** WORKING DATA follows **
/// Render device collaborator interfaces.
///
/// The scene layer never talks to a GPU API directly. It consumes these
/// traits: a device receiving clear/bind/draw commands, a factory creating
/// render targets for scene scripts, and a provider resolving named effects
/// and textures. Backends implement them.

use std::fmt;
use std::sync::Arc;
use bitflags::bitflags;
use glam::Vec4;
use crate::error::Galaxy3dResult;
use super::material::Material;
use super::render_operation::RenderOperation;

bitflags! {
    /// Buffers affected by `RenderDevice::clear`
    #[derive(Debug, Clone, Copy, PartialEq, Eq, Hash)]
    pub struct ClearFlags: u32 {
        const TARGET  = 1 << 0;
        const DEPTH   = 1 << 1;
        const STENCIL = 1 << 2;
    }
}

// ===== FORMATS =====

/// Color formats a scene script can request for a render target
#[derive(Debug, Clone, Copy, PartialEq, Eq)]
pub enum PixelFormat {
    A8R8G8B8,
    X8R8G8B8,
    A2R10G10B10,
    R32F,
    G16R16F,
    A16B16G16R16F,
    A32B32G32R32F,
}

impl PixelFormat {
    /// Parse a format name as written in scene scripts (case-insensitive).
    pub fn parse(name: &str) -> Option<Self> {
        const NAMES: [(&str, PixelFormat); 7] = [
            ("A8R8G8B8", PixelFormat::A8R8G8B8),
            ("X8R8G8B8", PixelFormat::X8R8G8B8),
            ("A2R10G10B10", PixelFormat::A2R10G10B10),
            ("R32F", PixelFormat::R32F),
            ("G16R16F", PixelFormat::G16R16F),
            ("A16B16G16R16F", PixelFormat::A16B16G16R16F),
            ("A32B32G32R32F", PixelFormat::A32B32G32R32F),
        ];
        NAMES.iter()
            .find(|(n, _)| n.eq_ignore_ascii_case(name.trim()))
            .map(|(_, f)| *f)
    }
}

/// Depth-stencil formats a scene script can request
#[derive(Debug, Clone, Copy, PartialEq, Eq)]
pub enum DepthFormat {
    D16,
    D24X8,
    D24S8,
    D32,
}

impl DepthFormat {
    /// Parse a depth format name as written in scene scripts (case-insensitive).
    pub fn parse(name: &str) -> Option<Self> {
        const NAMES: [(&str, DepthFormat); 4] = [
            ("D16", DepthFormat::D16),
            ("D24X8", DepthFormat::D24X8),
            ("D24S8", DepthFormat::D24S8),
            ("D32", DepthFormat::D32),
        ];
        NAMES.iter()
            .find(|(n, _)| n.eq_ignore_ascii_case(name.trim()))
            .map(|(_, f)| *f)
    }
}

// ===== RESOURCE HANDLES =====

/// Render target handle created by an `ObjectFactory`
pub trait RenderTarget: Send + Sync + fmt::Debug {
    fn width(&self) -> u32;
    fn height(&self) -> u32;
    fn format(&self) -> PixelFormat;
    fn sample_count(&self) -> u32;
}

/// Depth-stencil buffer handle created by an `ObjectFactory`
pub trait DepthStencilBuffer: Send + Sync + fmt::Debug {
    fn width(&self) -> u32;
    fn height(&self) -> u32;
    fn format(&self) -> DepthFormat;
}

/// Texture handle resolved by a `ResourceProvider`
pub trait Texture: Send + Sync + fmt::Debug {
    fn width(&self) -> u32;
    fn height(&self) -> u32;
}

/// Effect (shader program family) resolved by a `ResourceProvider`
pub trait Effect: Send + Sync + fmt::Debug {
    /// Effect name, as referenced by `<Source>` in scene scripts
    fn name(&self) -> &str;

    /// Whether the effect exposes a parameter with this name
    fn has_parameter(&self, name: &str) -> bool;
}

// ===== DESCRIPTORS =====

/// Render target creation descriptor (sizes already resolved to pixels)
#[derive(Debug, Clone, Copy, PartialEq, Eq)]
pub struct RenderTargetDesc {
    pub width: u32,
    pub height: u32,
    pub format: PixelFormat,
    pub sample_count: u32,
}

/// Depth-stencil creation descriptor (sizes already resolved to pixels)
#[derive(Debug, Clone, Copy, PartialEq, Eq)]
pub struct DepthStencilDesc {
    pub width: u32,
    pub height: u32,
    pub format: DepthFormat,
}

// ===== COLLABORATOR TRAITS =====

/// Device receiving the commands produced by batches and scene passes.
pub trait RenderDevice {
    /// Clear the selected buffers of the bound targets.
    fn clear(&mut self, flags: ClearFlags, color: Vec4, depth: f32, stencil: i32) -> Galaxy3dResult<()>;

    /// Bind (or unbind with `None`) the color target at `index`.
    fn set_render_target(&mut self, index: u32, target: Option<&Arc<dyn RenderTarget>>) -> Galaxy3dResult<()>;

    /// Bind (or unbind with `None`) the depth-stencil buffer.
    fn set_depth_stencil_buffer(&mut self, buffer: Option<&Arc<dyn DepthStencilBuffer>>) -> Galaxy3dResult<()>;

    /// Submit a batch of operations sharing `material`.
    ///
    /// `selector_id` is the pass selector (-1 means "all passes").
    fn render(&mut self, material: &Material, operations: &[RenderOperation], selector_id: i32) -> Galaxy3dResult<()>;
}

/// Factory for GPU objects declared by scene scripts
pub trait ObjectFactory {
    fn create_render_target(&mut self, desc: &RenderTargetDesc) -> Galaxy3dResult<Arc<dyn RenderTarget>>;
    fn create_depth_stencil_buffer(&mut self, desc: &DepthStencilDesc) -> Galaxy3dResult<Arc<dyn DepthStencilBuffer>>;
}

/// Named lookup of effects and textures referenced by scene scripts.
///
/// Passed explicitly to the script parser.
pub trait ResourceProvider: Send + Sync {
    fn effect(&self, name: &str) -> Option<Arc<dyn Effect>>;
    fn texture(&self, name: &str) -> Option<Arc<dyn Texture>>;
}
** End of WORKING DATA **
EXERCISE PROMPT: Give an exact repetition of all the material.

TASK OUTPUT:
/// Render device collaborator interfaces.
///
/// The scene layer never talks to a GPU API directly. It consumes these
/// traits: a device receiving clear/bind/draw commands, a factory creating
/// render targets for scene scripts, and a provider resolving named effects
/// and textures. Backends implement them.

use std::fmt;
use std::sync::Arc;
use bitflags::bitflags;
use glam::Vec4;
use crate::error::Galaxy3dResult;
use super::material::Material;
use super::render_operation::RenderOperation;

bitflags! {
    /// Buffers affected by `RenderDevice::clear`
    #[derive(Debug, Clone, Copy, PartialEq, Eq, Hash)]
    pub struct ClearFlags: u32 {
        const TARGET  = 1 << 0;
        const DEPTH   = 1 << 1;
        const STENCIL = 1 << 2;
    }
}

// ===== FORMATS =====

/// Color formats a scene script can request for a render target
#[derive(Debug, Clone, Copy, PartialEq, Eq)]
pub enum PixelFormat {
    A8R8G8B8,
    X8R8G8B8,
    A2R10G10B10,
    R32F,
    G16R16F,
    A16B16G16R16F,
    A32B32G32R32F,
}

impl PixelFormat {
    /// Parse a format name as written in scene scripts (case-insensitive).
    pub fn parse(name: &str) -> Option<Self> {
        const NAMES: [(&str, PixelFormat); 7] = [
            ("A8R8G8B8", PixelFormat::A8R8G8B8),
            ("X8R8G8B8", PixelFormat::X8R8G8B8),
            ("A2R10G10B10", PixelFormat::A2R10G10B10),
            ("R32F", PixelFormat::R32F),
            ("G16R16F", PixelFormat::G16R16F),
            ("A16B16G16R16F", PixelFormat::A16B16G16R16F),
            ("A32B32G32R32F", PixelFormat::A32B32G32R32F),
        ];
        NAMES.iter()
            .find(|(n, _)| n.eq_ignore_ascii_case(name.trim()))
            .map(|(_, f)| *f)
    }
}

/// Depth-stencil formats a scene script can request
#[derive(Debug, Clone, Copy, PartialEq, Eq)]
pub enum DepthFormat {
    D16,
    D24X8,
    D24S8,
    D32,
}

impl DepthFormat {
    /// Parse a depth format name as written in scene scripts (case-insensitive).
    pub fn parse(name: &str) -> Option<Self> {
        const NAMES: [(&str, DepthFormat); 4] = [
            ("D16", DepthFormat::D16),
            ("D24X8", DepthFormat::D24X8),
            ("D24S8", DepthFormat::D24S8),
            ("D32", DepthFormat::D32),
        ];
        NAMES.iter()
            .find(|(n, _)| n.eq_ignore_ascii_case(name.trim()))
            .map(|(_, f)| *f)
    }
}

// ===== RESOURCE HANDLES =====

/// Render target handle created by an `ObjectFactory`
pub trait RenderTarget: Send + Sync + fmt::Debug {
    fn width(&self) -> u32;
    fn height(&self) -> u32;
    fn format(&self) -> PixelFormat;
    fn sample_count(&self) -> u32;
}

/// Depth-stencil buffer handle created by an `ObjectFactory`
pub trait DepthStencilBuffer: Send + Sync + fmt::Debug {
    fn width(&self) -> u32;
    fn height(&self) -> u32;
    fn format(&self) -> DepthFormat;
}

/// Texture handle resolved by a `ResourceProvider`
pub trait Texture: Send + Sync + fmt::Debug {
    fn width(&self) -> u32;
    fn height(&self) -> u32;
}

/// Effect (shader program family) resolved by a `ResourceProvider`
pub trait Effect: Send + Sync + fmt::Debug {
    /// Effect name, as referenced by `<Source>` in scene scripts
    fn name(&self) -> &str;

    /// Whether the effect exposes a parameter with this name
    fn has_parameter(&self, name: &str) -> bool;
}

// ===== DESCRIPTORS =====

/// Render target creation descriptor (sizes already resolved to pixels)
#[derive(Debug, Clone, Copy, PartialEq, Eq)]
pub struct RenderTargetDesc {
    pub width: u32,
    pub height: u32,
    pub format: PixelFormat,
    pub sample_count: u32,
}

/// Depth-stencil creation descriptor (sizes already resolved to pixels)
#[derive(Debug, Clone, Copy, PartialEq, Eq)]
pub struct DepthStencilDesc {
    pub width: u32,
    pub height: u32,
    pub format: DepthFormat,
}

// ===== COLLABORATOR TRAITS =====

/// Device receiving the commands produced by batches and scene passes.
pub trait RenderDevice {
    /// Clear the selected buffers of the bound targets.
    fn clear(&mut self, flags: ClearFlags, color: Vec4, depth: f32, stencil: i32) -> Galaxy3dResult<()>;

    /// Bind (or unbind with `None`) the color target at `index`.
    fn set_render_target(&mut self, index: u32, target: Option<&Arc<dyn RenderTarget>>) -> Galaxy3dResult<()>;

    /// Bind (or unbind with `None`) the depth-stencil buffer.
    fn set_depth_stencil_buffer(&mut self, buffer: Option<&Arc<dyn DepthStencilBuffer>>) -> Galaxy3dResult<()>;

    /// Submit a batch of operations sharing `material`.
    ///
    /// `selector_id` is the pass selector (-1 means "all passes").
    fn render(&mut self, material: &Material, operations: &[RenderOperation], selector_id: i32) -> Galaxy3dResult<()>;
}

/// Factory for GPU objects declared by scene scripts
pub trait ObjectFactory {
    fn create_render_target(&mut self, desc: &RenderTargetDesc) -> Galaxy3dResult<Arc<dyn RenderTarget>>;
    fn create_depth_stencil_buffer(&mut self, desc: &DepthStencilDesc) -> Galaxy3dResult<Arc<dyn DepthStencilBuffer>>;
}

/// Named lookup of effects and textures referenced by scene scripts.
///
/// Passed explicitly to the script parser.
pub trait ResourceProvider: Send + Sync {
    fn effect(&self, name: &str) -> Option<Arc<dyn Effect>>;
    fn texture(&self, name: &str) -> Option<Arc<dyn Texture>>;
}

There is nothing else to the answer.